Pearson’s goodness-of-fit test is useful. A small p-value does tell me that the frequencies I observed are not very likely if the null hypothesis is true. Failure to reject, however, cannot tell me that the null hypothesis is true. All it can tell me is that the frequencies I got are not inconsistent with the null.
If I have a data generating process, I can check if the sampling distribution of a specific statistic obtained from samples generated by this data generating process matches its theoretical sampling distribution.
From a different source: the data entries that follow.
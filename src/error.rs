// Copyright 2019-2020 Benjamin Fry <benjaminfry@me.com>
//
// Licensed under the Apache License, Version 2.0, <LICENSE-APACHE or
// http://apache.org/licenses/LICENSE-2.0> or the MIT license <LICENSE-MIT or
// http://opensource.org/licenses/MIT>, at your option. This file may not be
// copied, modified, or distributed except according to those terms.

use std::io;
use std::path::PathBuf;

use thiserror::Error;

#[derive(Error, Debug)]
pub enum ErrorKind {
    #[error("io error: {0}")]
    IoError(#[from] io::Error),
    #[error("nix error: {0}")]
    NixError(#[from] nix::Error),
    #[error("invalid config pattern: {0}")]
    PatternError(#[from] globset::Error),
    #[error("config directory does not exist: {}", .path.display())]
    MissingDirectory { path: PathBuf },
    #[error("{}:{line}: {reason}", .path.display())]
    ConfigParse {
        path: PathBuf,
        line: usize,
        reason: String,
    },
    #[error("{}: required key {key} is missing or empty", .path.display())]
    MissingKey { path: PathBuf, key: String },
    #[error("an error occured: {0}")]
    ErrorMsg(String),
    #[error("an error occured: {0}")]
    ErrorStr(&'static str),
}

#[derive(Error, Debug)]
#[error(transparent)]
pub struct Error(ErrorKind);

impl Error {
    fn from_kind(kind: ErrorKind) -> Self {
        Self(kind)
    }

    pub fn kind(&self) -> &ErrorKind {
        &self.0
    }

    /// The only error that aborts a whole run
    pub fn is_missing_directory(&self) -> bool {
        matches!(self.0, ErrorKind::MissingDirectory { .. })
    }
}

impl<E> From<E> for Error
where
    E: Into<ErrorKind>,
{
    fn from(err: E) -> Self {
        Self::from_kind(err.into())
    }
}

impl From<&'static str> for Error {
    fn from(err: &'static str) -> Self {
        Self::from_kind(ErrorKind::ErrorStr(err))
    }
}

impl From<String> for Error {
    fn from(err: String) -> Self {
        Self::from_kind(ErrorKind::ErrorMsg(err))
    }
}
One can always use K-S, but I am going to be lazy and just check if the empirical distribution of χ2 values coming from my data generating process match the theoretical one at select critical points:
#!/usr/bin/env perl
use 5.016;
use warnings;
use Carp;
use List::Util qw( sum );
use Statistics::Descriptive::Weighted;
use Text::Table::Tiny;
run(10_000);
sub run {
my $samples = shift;
my $stat = Statistics::Descriptive::Weighted::Full->new();
for (1 .. $samples) {
$stat->add_data( [ chisq_fairdie(60, 6) ] );
}
# https://people.richland.edu/james/lecture/m170/tbl-chi.html
# right tail probabilities
# df = 5
my @x = (
0.412, 0.554, 0.831, 1.145, 1.610,
9.236, 11.070, 12.833, 15.086, 16.750,
);
my @p = (
0.995, 0.990, 0.975, 0.950, 0.900,
0.100, 0.050, 0.025, 0.010, 0.005,
);
say Text::Table::Tiny::table(
header_row => 1,
rows => [
[ qw(critical p ecdf) ],
map [
sprintf('%.3f', $x[$_]),
sprintf('%.3f', $p[$_]),
sprintf('%.3f', 1 - $stat->cdf($x[$_])),
], 0 .. $#x,
],
);
}
sub chisq_fairdie {
my ($sample_size, $faces) = @_;
my @freq = (0) x $faces;
for (1 .. $sample_size) {
$freq[ rand($faces) ] += 1;
}
if ($faces != @freq) {
croak sprintf(
'Expected faces=%d, observed=%d', $faces, scalar @freq
);
}
my $e = $sample_size / 6;
return sum( map +((($_ - $e)**2) / $e), @freq );
}
Sample output:
+----------+-------+-------+
| critical | p | ecdf |
+----------+-------+-------+
| 0.412 | 0.995 | 0.992 |
| 0.554 | 0.990 | 0.992 |
| 0.831 | 0.975 | 0.970 |
| 1.145 | 0.950 | 0.953 |
| 1.610 | 0.900 | 0.885 |
| 9.236 | 0.100 | 0.094 |
| 11.070 | 0.050 | 0.048 |
| 12.833 | 0.025 | 0.023 |
| 15.086 | 0.010 | 0.008 |
| 16.750 | 0.005 | 0.005 |
+----------+-------+-------+
This is using ActiveState Perl 5.16.3 on my Windows XPSP3.